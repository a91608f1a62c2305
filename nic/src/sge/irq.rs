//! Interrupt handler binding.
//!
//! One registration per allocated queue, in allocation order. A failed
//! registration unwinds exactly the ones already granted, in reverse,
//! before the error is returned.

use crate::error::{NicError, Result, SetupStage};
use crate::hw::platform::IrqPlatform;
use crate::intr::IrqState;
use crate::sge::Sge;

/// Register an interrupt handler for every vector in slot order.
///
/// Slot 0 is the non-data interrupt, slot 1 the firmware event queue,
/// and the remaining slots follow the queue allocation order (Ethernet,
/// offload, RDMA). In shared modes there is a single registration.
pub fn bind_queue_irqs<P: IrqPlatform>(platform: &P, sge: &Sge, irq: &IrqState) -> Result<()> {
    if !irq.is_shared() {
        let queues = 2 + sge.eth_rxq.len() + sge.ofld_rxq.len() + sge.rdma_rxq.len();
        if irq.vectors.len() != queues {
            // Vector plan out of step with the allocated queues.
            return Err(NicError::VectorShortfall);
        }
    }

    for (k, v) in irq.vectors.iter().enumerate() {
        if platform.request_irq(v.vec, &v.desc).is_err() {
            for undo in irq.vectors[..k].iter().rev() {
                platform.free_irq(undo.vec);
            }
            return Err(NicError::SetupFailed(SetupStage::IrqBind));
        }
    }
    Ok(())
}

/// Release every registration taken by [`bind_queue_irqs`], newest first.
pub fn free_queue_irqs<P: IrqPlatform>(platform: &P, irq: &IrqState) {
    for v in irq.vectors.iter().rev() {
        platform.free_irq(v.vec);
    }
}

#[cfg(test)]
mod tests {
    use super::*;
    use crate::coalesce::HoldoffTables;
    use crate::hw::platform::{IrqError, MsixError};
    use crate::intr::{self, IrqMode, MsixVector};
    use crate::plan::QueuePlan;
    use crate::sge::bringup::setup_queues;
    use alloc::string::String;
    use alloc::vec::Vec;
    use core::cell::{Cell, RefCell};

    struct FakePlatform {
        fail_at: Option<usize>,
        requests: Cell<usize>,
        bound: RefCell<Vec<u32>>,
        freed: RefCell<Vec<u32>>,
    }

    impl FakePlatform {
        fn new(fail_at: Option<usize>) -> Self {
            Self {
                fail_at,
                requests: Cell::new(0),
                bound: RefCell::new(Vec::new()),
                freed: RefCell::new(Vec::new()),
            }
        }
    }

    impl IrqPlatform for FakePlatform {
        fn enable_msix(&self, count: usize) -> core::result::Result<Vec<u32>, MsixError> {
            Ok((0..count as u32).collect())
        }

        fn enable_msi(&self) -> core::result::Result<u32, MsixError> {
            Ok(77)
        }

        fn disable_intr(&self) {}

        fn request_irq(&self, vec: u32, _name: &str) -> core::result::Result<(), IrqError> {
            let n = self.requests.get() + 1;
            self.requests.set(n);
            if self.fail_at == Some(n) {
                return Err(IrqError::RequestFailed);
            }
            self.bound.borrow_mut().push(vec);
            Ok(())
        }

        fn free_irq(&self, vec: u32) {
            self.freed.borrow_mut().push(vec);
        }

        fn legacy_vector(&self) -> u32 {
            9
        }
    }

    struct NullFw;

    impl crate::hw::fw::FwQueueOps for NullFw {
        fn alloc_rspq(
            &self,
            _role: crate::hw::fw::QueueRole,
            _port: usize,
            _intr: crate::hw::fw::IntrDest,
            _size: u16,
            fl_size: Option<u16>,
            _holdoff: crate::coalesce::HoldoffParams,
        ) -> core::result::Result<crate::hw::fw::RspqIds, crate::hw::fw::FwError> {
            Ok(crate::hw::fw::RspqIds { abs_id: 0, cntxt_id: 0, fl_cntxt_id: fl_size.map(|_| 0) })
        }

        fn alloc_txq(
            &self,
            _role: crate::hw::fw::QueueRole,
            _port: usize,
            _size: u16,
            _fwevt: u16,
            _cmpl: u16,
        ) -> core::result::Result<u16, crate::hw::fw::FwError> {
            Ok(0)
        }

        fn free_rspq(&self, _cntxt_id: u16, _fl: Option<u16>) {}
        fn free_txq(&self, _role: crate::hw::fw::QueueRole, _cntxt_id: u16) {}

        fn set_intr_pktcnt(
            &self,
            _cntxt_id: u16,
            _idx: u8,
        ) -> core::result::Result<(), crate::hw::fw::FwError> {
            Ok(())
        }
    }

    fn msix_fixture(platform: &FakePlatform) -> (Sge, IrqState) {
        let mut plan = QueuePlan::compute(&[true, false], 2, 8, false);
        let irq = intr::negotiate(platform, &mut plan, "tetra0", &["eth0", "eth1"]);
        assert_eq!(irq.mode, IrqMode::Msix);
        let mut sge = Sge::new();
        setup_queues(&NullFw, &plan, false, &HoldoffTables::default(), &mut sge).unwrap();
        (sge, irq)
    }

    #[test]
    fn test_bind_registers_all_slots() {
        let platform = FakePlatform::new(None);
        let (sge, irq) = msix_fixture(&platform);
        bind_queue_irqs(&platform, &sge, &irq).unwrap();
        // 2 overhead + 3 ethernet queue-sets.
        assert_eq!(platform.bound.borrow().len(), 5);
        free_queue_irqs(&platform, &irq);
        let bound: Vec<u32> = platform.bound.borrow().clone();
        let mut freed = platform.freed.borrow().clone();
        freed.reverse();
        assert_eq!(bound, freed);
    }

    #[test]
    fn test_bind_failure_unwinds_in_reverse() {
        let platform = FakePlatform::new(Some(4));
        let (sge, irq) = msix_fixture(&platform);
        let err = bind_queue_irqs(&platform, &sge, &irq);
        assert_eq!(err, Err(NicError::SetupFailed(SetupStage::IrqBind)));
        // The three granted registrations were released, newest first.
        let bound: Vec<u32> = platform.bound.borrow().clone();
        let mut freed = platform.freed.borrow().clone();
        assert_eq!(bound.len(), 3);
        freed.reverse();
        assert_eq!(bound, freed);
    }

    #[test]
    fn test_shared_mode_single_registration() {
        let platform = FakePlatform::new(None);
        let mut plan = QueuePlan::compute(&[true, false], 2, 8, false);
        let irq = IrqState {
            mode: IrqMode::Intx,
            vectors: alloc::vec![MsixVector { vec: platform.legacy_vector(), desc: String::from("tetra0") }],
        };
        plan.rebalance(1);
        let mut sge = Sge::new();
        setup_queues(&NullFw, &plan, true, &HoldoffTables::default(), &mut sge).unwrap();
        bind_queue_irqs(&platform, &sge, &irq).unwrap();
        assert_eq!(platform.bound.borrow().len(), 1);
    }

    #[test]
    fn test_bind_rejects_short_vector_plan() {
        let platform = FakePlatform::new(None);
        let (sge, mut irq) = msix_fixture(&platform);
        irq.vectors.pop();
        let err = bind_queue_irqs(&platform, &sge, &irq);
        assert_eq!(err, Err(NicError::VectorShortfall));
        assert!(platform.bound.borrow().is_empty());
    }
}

# Your objective
Copy the lines of the entries above that mention "every".

# Answer section
/// Register an interrupt handler for every vector in slot order.
/// Release every registration taken by [`bind_queue_irqs`], newest first.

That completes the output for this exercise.